* **WHAT YOU ARE ASKED TO DO**
The expected output is the first line of the data below and every line after it, up to and including the line containing "arrives for a", each reproduced exactly.

* **RECORDS FOR PROCESSING**
<<<<

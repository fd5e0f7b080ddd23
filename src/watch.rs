//! Filesystem watching for rebuild loops. Package directories are
//! registered as they are resolved; [`WatchSet::wait_for_change`] blocks
//! until a relevant source or script file changes.

use std::path::Path;
use std::sync::mpsc::{channel, Receiver};
use std::thread;

use notify::{Event, EventKind, RecommendedWatcher, RecursiveMode, Watcher};
use tracing::debug;

use crate::error::{Error, Result};
use crate::package::{SCRIPT_SUFFIX, SOURCE_SUFFIX};
use crate::session::Options;

pub struct WatchSet {
    watcher: RecommendedWatcher,
    events: Receiver<notify::Result<Event>>,
}

impl WatchSet {
    pub fn new() -> Result<Self> {
        let (tx, rx) = channel();
        let watcher = notify::recommended_watcher(tx)
            .map_err(|err| Error::internal(format!("cannot create filesystem watcher: {err}")))?;
        Ok(Self {
            watcher,
            events: rx,
        })
    }

    /// Registers a package directory. Failures are ignored; virtual
    /// packages have no directory on disk to watch.
    pub fn add(&mut self, dir: &Path) {
        if let Err(err) = self.watcher.watch(dir, RecursiveMode::NonRecursive) {
            debug!(dir = %dir.display(), error = %err, "watch registration failed");
        }
    }

    /// Blocks until a create/write/remove/rename event arrives for a
    /// non-hidden source or script file. Watcher errors are reported and
    /// end the wait; they do not abort the embedding process.
    pub fn wait_for_change(self, options: &Options) {
        options.print_success("watching for changes...\n");
        loop {
            match self.events.recv() {
                Ok(Ok(event)) => {
                    if !relevant(&event) {
                        continue;
                    }
                    let name = event
                        .paths
                        .first()
                        .map(|path| path.display().to_string())
                        .unwrap_or_default();
                    options.print_success(&format!("change detected: {name}\n"));
                    break;
                }
                Ok(Err(err)) => {
                    options.print_error(&format!("watcher error: {err}\n"));
                    break;
                }
                Err(_) => break,
            }
        }

        // Drain remaining events on a background thread so dropping the
        // watcher cannot deadlock on a full channel.
        let WatchSet { watcher, events } = self;
        thread::spawn(move || {
            for _event in events.iter() {}
        });
        drop(watcher);
    }
}

fn relevant(event: &Event) -> bool {
    if !matches!(
        event.kind,
        EventKind::Create(_) | EventKind::Modify(_) | EventKind::Remove(_)
    ) {
        return false;
    }
    event.paths.iter().any(|path| {
        let Some(name) = path.file_name().and_then(|name| name.to_str()) else {
            return false;
        };
        !name.starts_with('.')
            && (name.ends_with(SOURCE_SUFFIX) || name.ends_with(SCRIPT_SUFFIX))
    })
}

>>>>

* **ANSWER FOR THIS EXERCISE**
repository fd5e0f7b080ddd23
filename src/watch.rs
//! Filesystem watching for rebuild loops. Package directories are
//! registered as they are resolved; [`WatchSet::wait_for_change`] blocks
//! until a relevant source or script file changes.

use std::path::Path;
use std::sync::mpsc::{channel, Receiver};
use std::thread;

use notify::{Event, EventKind, RecommendedWatcher, RecursiveMode, Watcher};
use tracing::debug;

use crate::error::{Error, Result};
use crate::package::{SCRIPT_SUFFIX, SOURCE_SUFFIX};
use crate::session::Options;

pub struct WatchSet {
    watcher: RecommendedWatcher,
    events: Receiver<notify::Result<Event>>,
}

impl WatchSet {
    pub fn new() -> Result<Self> {
        let (tx, rx) = channel();
        let watcher = notify::recommended_watcher(tx)
            .map_err(|err| Error::internal(format!("cannot create filesystem watcher: {err}")))?;
        Ok(Self {
            watcher,
            events: rx,
        })
    }

    /// Registers a package directory. Failures are ignored; virtual
    /// packages have no directory on disk to watch.
    pub fn add(&mut self, dir: &Path) {
        if let Err(err) = self.watcher.watch(dir, RecursiveMode::NonRecursive) {
            debug!(dir = %dir.display(), error = %err, "watch registration failed");
        }
    }

    /// Blocks until a create/write/remove/rename event arrives for a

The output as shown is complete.